Bizi Takip Edin

AMERİKA

Elon Musk, Hunter Biden, Ukrayna ve bazı ‘tesadüfler’

Yayınlanma

Elon Musk’ın “Twitter Belgeleri” adıyla yayınladığı iç yazışmaların ABD Başkanı Joe Biden’ın oğlu Hunter Biden ile ilgili olması, Beyaz Saray’ı da meşhur “sosyal medya kavgasının” içine çekti.

Ekim ayında Twitter’ı satın alarak platformun yeni patronu olan Musk’ın, geçen hafta serbest gazeteci Matt Taibbi üzerinden yayınladığı iç yazışmalar, sansür tartışmalarını yeniden alevlendirdi.

Yazışmalar, eski Twitter yönetiminin, Hunter Biden ile ilgili skandal haberleri 2020 ABD seçimleri öncesinde sansürlediğini gösteriyordu.

Son günlerde Julian Assange ve Edward Snowden ile ilgili online anketler açarak dikkat çeken Musk’ın kendisi de yayınladığı iç bu yazışmalarla ifşacılığa soyunmuş durumda. Peki daha ilk ifşasında neden Hunter Biden’ı seçti?

Beyaz Saray Basın Sekreteri Karine Jean-Pierre, buna “büyük bir tesadüf” diyor. Düzenlediği basın toplantısında Jean-Pierre, “Bunu ilginç bir tesadüf olarak görüyoruz ve dikkat dağıtıcı bir hamle” ifadelerini kullandı.

Gerçekten tesadüf mü? 

Jean-Pierre bunu tesadüf olarak görse de Musk, Hunter Biden ile ilgili haberlerden ilk kez bahsetmiyor.

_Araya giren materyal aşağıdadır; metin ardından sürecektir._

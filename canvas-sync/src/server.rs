//! WebSocket front end for the persistence coordinator.
//!
//! Architecture:
//! ```text
//! Client A ──┐                        ┌── DocumentStore (memory / RocksDB)
//!            ├── Connection task ─────┤
//! Client B ──┘     │        ▲         └── SyncChannel<ChangeNotification>
//!                  │        │                      │
//!                  │        └── forward task ◄─────┘ (one per subscribed doc)
//!                  ▼
//!           Open / Create / Save / Subscribe replies
//! ```
//!
//! One task per connection. Replies are written directly; change
//! notifications of subscribed documents arrive through an outgoing queue
//! fed by per-document forward tasks. Every notification is forwarded,
//! including the ones caused by this connection's own saves.

use futures_util::{SinkExt, StreamExt};
use std::collections::HashMap;
use std::net::SocketAddr;
use std::path::PathBuf;
use std::sync::Arc;
use tokio::net::{TcpListener, TcpStream};
use tokio::sync::{mpsc, RwLock};
use tokio::task::JoinHandle;
use tokio_tungstenite::tungstenite::Message;

use crate::channel::{SyncChannel, DEFAULT_CHANNEL_CAPACITY};
use crate::coordinator::PersistenceCoordinator;
use crate::document::{ChangeNotification, DocumentId, SessionId};
use crate::error::SyncError;
use crate::protocol::{MessageType, SyncMessage};
use crate::storage::{MemoryStore, RocksStore, SharedStore, StoreConfig};

/// Server configuration.
#[derive(Debug, Clone)]
pub struct ServerConfig {
    /// Address to bind to
    pub bind_addr: String,
    /// Per-subscriber buffer of the sync channel and per-connection outgoing queue
    pub channel_capacity: usize,
    /// RocksDB directory (None = in-memory only)
    pub storage_path: Option<PathBuf>,
}

impl Default for ServerConfig {
    fn default() -> Self {
        Self {
            bind_addr: "127.0.0.1:9090".to_string(),
            channel_capacity: DEFAULT_CHANNEL_CAPACITY,
            storage_path: None,
        }
    }
}

/// Server statistics.
#[derive(Debug, Clone, Default)]
pub struct ServerStats {
    pub total_connections: u64,
    pub active_connections: u64,
    pub total_messages: u64,
    pub total_bytes: u64,
    /// Change notifications written to sockets
    pub forwarded_changes: u64,
}

/// The sync server.
pub struct SyncServer {
    config: ServerConfig,
    coordinator: Arc<PersistenceCoordinator>,
    stats: Arc<RwLock<ServerStats>>,
}

impl SyncServer {
    /// Open the configured store and build the server around it.
    pub fn open(config: ServerConfig) -> Result<Self, SyncError> {
        let store: SharedStore = match &config.storage_path {
            Some(path) => Arc::new(RocksStore::open(StoreConfig::at(path.clone()))?),
            None => Arc::new(MemoryStore::new()),
        };
        Ok(Self::with_store(config, store))
    }

    /// Server over an existing store.
    pub fn with_store(config: ServerConfig, store: SharedStore) -> Self {
        let channel = Arc::new(SyncChannel::new(config.channel_capacity));
        Self {
            coordinator: Arc::new(PersistenceCoordinator::new(store, channel)),
            config,
            stats: Arc::new(RwLock::new(ServerStats::default())),
        }
    }

    /// In-memory server with default configuration.
    pub fn with_defaults() -> Self {
        Self::with_store(ServerConfig::default(), Arc::new(MemoryStore::new()))
    }

    /// Bind the configured address and serve until the listener fails.
    pub async fn run(&self) -> Result<(), Box<dyn std::error::Error>> {
        let listener = TcpListener::bind(&self.config.bind_addr).await?;
        log::info!("Sync server listening on {}", self.config.bind_addr);
        self.serve(listener).await?;
        Ok(())
    }

    /// Accept connections on an already bound listener.
    pub async fn serve(&self, listener: TcpListener) -> std::io::Result<()> {
        loop {
            let (stream, addr) = listener.accept().await?;
            log::debug!("New TCP connection from {addr}");

            let coordinator = self.coordinator.clone();
            let stats = self.stats.clone();
            let queue_capacity = self.config.channel_capacity;

            tokio::spawn(async move {
                if let Err(e) =
                    Self::handle_connection(stream, addr, coordinator, stats, queue_capacity).await
                {
                    log::error!("Connection error from {addr}: {e}");
                }
            });
        }
    }

    async fn handle_connection(
        stream: TcpStream,
        addr: SocketAddr,
        coordinator: Arc<PersistenceCoordinator>,
        stats: Arc<RwLock<ServerStats>>,
        queue_capacity: usize,
    ) -> Result<(), Box<dyn std::error::Error + Send + Sync>> {
        let ws_stream = tokio_tungstenite::accept_async(stream).await?;
        let (mut ws_sender, mut ws_receiver) = ws_stream.split();

        log::info!("WebSocket connection established from {addr}");
        {
            let mut s = stats.write().await;
            s.total_connections += 1;
            s.active_connections += 1;
        }

        let (out_tx, mut out_rx) = mpsc::channel::<Vec<u8>>(queue_capacity.max(1));
        let mut conn = Connection::new(addr, coordinator, out_tx);

        let result = loop {
            tokio::select! {
                msg = ws_receiver.next() => {
                    match msg {
                        Some(Ok(Message::Binary(data))) => {
                            {
                                let mut s = stats.write().await;
                                s.total_messages += 1;
                                s.total_bytes += data.len() as u64;
                            }
                            let request = match SyncMessage::decode(&data) {
                                Ok(request) => request,
                                Err(e) => {
                                    log::warn!("Failed to decode message from {addr}: {e}");
                                    continue;
                                }
                            };
                            if let Some(reply) = conn.dispatch(request).await {
                                let encoded = match reply.encode() {
                                    Ok(encoded) => encoded,
                                    Err(e) => {
                                        log::error!("Failed to encode reply for {addr}: {e}");
                                        continue;
                                    }
                                };
                                if let Err(e) = ws_sender.send(Message::Binary(encoded.into())).await {
                                    break Err(e.into());
                                }
                            }
                        }
                        Some(Ok(Message::Ping(data))) => {
                            if let Err(e) = ws_sender.send(Message::Pong(data)).await {
                                break Err(e.into());
                            }
                        }
                        Some(Ok(Message::Close(_))) | None => {
                            log::info!("Connection closed from {addr}");
                            break Ok(());
                        }
                        Some(Err(e)) => {
                            log::error!("WebSocket error from {addr}: {e}");
                            break Ok(());
                        }
                        _ => {}
                    }
                }

                Some(change) = out_rx.recv() => {
                    if let Err(e) = ws_sender.send(Message::Binary(change.into())).await {
                        break Err(e.into());
                    }
                    stats.write().await.forwarded_changes += 1;
                }
            }
        };

        conn.teardown().await;
        stats.write().await.active_connections -= 1;
        result
    }

    /// Get server statistics.
    pub async fn stats(&self) -> ServerStats {
        self.stats.read().await.clone()
    }

    pub fn bind_addr(&self) -> &str {
        &self.config.bind_addr
    }

    pub fn coordinator(&self) -> &Arc<PersistenceCoordinator> {
        &self.coordinator
    }
}

/// Per-connection request handling and subscription bookkeeping.
struct Connection {
    addr: SocketAddr,
    coordinator: Arc<PersistenceCoordinator>,
    /// Sender id stamped on replies and forwarded changes
    server_id: SessionId,
    out_tx: mpsc::Sender<Vec<u8>>,
    forwards: HashMap<DocumentId, JoinHandle<()>>,
}

impl Connection {
    fn new(
        addr: SocketAddr,
        coordinator: Arc<PersistenceCoordinator>,
        out_tx: mpsc::Sender<Vec<u8>>,
    ) -> Self {
        Self {
            addr,
            coordinator,
            server_id: SessionId::new("server"),
            out_tx,
            forwards: HashMap::new(),
        }
    }

    /// Handle one request; `None` when the frame needs no reply.
    async fn dispatch(&mut self, msg: SyncMessage) -> Option<SyncMessage> {
        let request_id = msg.request_id;
        let doc_id = msg.doc_id;
        match self.handle(msg).await {
            Ok(reply) => reply,
            Err(e) => {
                log::debug!("Request {request_id} from {} failed: {e}", self.addr);
                match SyncMessage::error(self.server_id.clone(), doc_id, request_id, &e) {
                    Ok(reply) => Some(reply),
                    Err(encode_err) => {
                        log::error!("Failed to build error reply: {encode_err}");
                        None
                    }
                }
            }
        }
    }

    async fn handle(&mut self, msg: SyncMessage) -> Result<Option<SyncMessage>, SyncError> {
        let server_id = self.server_id.clone();
        let reply = match msg.msg_type {
            MessageType::Open => {
                let doc = self.coordinator.open(msg.require_doc_id()?).await?;
                SyncMessage::snapshot(server_id, msg.request_id, &doc)?
            }
            MessageType::Create => {
                let doc = self.coordinator.create(msg.new_document()?).await?;
                SyncMessage::snapshot(server_id, msg.request_id, &doc)?
            }
            MessageType::Save => {
                let doc_id = msg.require_doc_id()?;
                let request = msg.save_request()?;
                let doc = self
                    .coordinator
                    .save(doc_id, request.title, request.content, &msg.session_id)
                    .await?;
                SyncMessage::saved(server_id, msg.request_id, &doc)?
            }
            MessageType::Subscribe => {
                let doc_id = msg.require_doc_id()?;
                self.subscribe(doc_id).await?;
                SyncMessage::subscribed(server_id, doc_id, msg.request_id)
            }
            MessageType::Unsubscribe => {
                self.unsubscribe(msg.require_doc_id()?).await;
                return Ok(None);
            }
            MessageType::Ping => SyncMessage::pong(server_id, msg.request_id),
            other => {
                log::debug!("Unhandled message type from {}: {other:?}", self.addr);
                return Ok(None);
            }
        };
        Ok(Some(reply))
    }

    /// Start forwarding changes of `doc_id`. Idempotent per connection.
    async fn subscribe(&mut self, doc_id: DocumentId) -> Result<(), SyncError> {
        if self.forwards.contains_key(&doc_id) {
            return Ok(());
        }

        let mut subscription = self
            .coordinator
            .channel()
            .subscribe(&ChangeNotification::topic(doc_id))
            .await?;
        let out_tx = self.out_tx.clone();
        let server_id = self.server_id.clone();
        let addr = self.addr;

        let handle = tokio::spawn(async move {
            while let Some(notification) = subscription.recv().await {
                let frame = match SyncMessage::change(server_id.clone(), &notification)
                    .and_then(|msg| msg.encode())
                {
                    Ok(frame) => frame,
                    Err(e) => {
                        log::warn!("Dropping change of {doc_id} for {addr}: {e}");
                        continue;
                    }
                };
                if out_tx.send(frame).await.is_err() {
                    break;
                }
            }
        });

        self.forwards.insert(doc_id, handle);
        log::info!("{} subscribed to {doc_id}", self.addr);
        Ok(())
    }

    async fn unsubscribe(&mut self, doc_id: DocumentId) {
        if let Some(handle) = self.forwards.remove(&doc_id) {
            handle.abort();
            // Wait for the task to drop its receiver before releasing the topic
            let _ = handle.await;
            self.coordinator
                .channel()
                .release(&ChangeNotification::topic(doc_id))
                .await;
            log::info!("{} unsubscribed from {doc_id}", self.addr);
        }
    }

    async fn teardown(&mut self) {
        let docs: Vec<DocumentId> = self.forwards.keys().copied().collect();
        for doc_id in docs {
            self.unsubscribe(doc_id).await;
        }
    }
}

Bilakis, Twitter’ı satın almayı teklif ettikten yalnızca birkaç gün sonra Hunter Biden haberlerinin sansürlenmesinin yanlış olduğunu söylemişti.

Podcast yayıncısı Saagar Enjeti’yle sosyal medya hesabından sohbet eden Musk, 26 Nisan’da Enjeti’ye yanıt olarak yazdığı tweet‘inde şu ifadeleri kullanmıştı:

Büyük bir gazetenin Twitter hesabını, gerçek bir haber yayınladığı için askıya almak inanılmaz derecede uygunsuzdu.”

Ne sansürü, ne gazetesi?

İki sene hem insanlık hem de gezegen için çok kısa bir zaman dilimi. Ama konu siyaset, hele de dış siyaset olunca büyük skandalların bile unutulmasına yetiyor.

Bu yüzden önce kısaca Hunter Biden’ı ve şu sansür meselesini hatırlayalım.

Joe Biden’ın başı, küçük oğlu Hunter ile yıllardır dertte.

Ağabeyinin 2015’te beyin kanseri nedeniyle ölmesinin ardından yengesiyle beraber olan, kuzeniyle fuhuş pazarlığı yapan, uyuşturucu bağımlısı Hunter, 2019’da Rus uyuşturucu kaçakçılarıyla takılırken sızmış ve bilgisayarını çaldırmıştı.

Aslında Hunter’ın daha önce de bu şekilde 3 bilgisayarını çaldırdığı biliniyordu.

Asıl tartışma ise ABD’nin çok okunan tabloid gazetelerinden New York Post’un Hunter’a ait olduğu iddia edilen bilgisayarlardan birinin bir tamirciye bırakılan harddisk’inden alınan yazışmaları Ekim 2020’de yayınlamasıyla başladı.

Bu yazışmalar, Biden ailesinin Ukrayna’da karıştığı yolsuzlukları gözler önüne seriyordu ve başkanlık seçimlerine sadece birkaç hafta kalmıştı.

Seçimlerin seyrini değiştirebilirdi

Bu yazışmalar, Hunter Biden’ın, yönetim kurulunda olduğu Ukraynalı enerji firması Burisma’dan aylık 50 bin dolar maaş aldığını ve şirket hakkında soruşturma yürüten başsavcı Viktor Şokin’i kovması için Ukrayna’ya baskı yaptığını gösteriyordu.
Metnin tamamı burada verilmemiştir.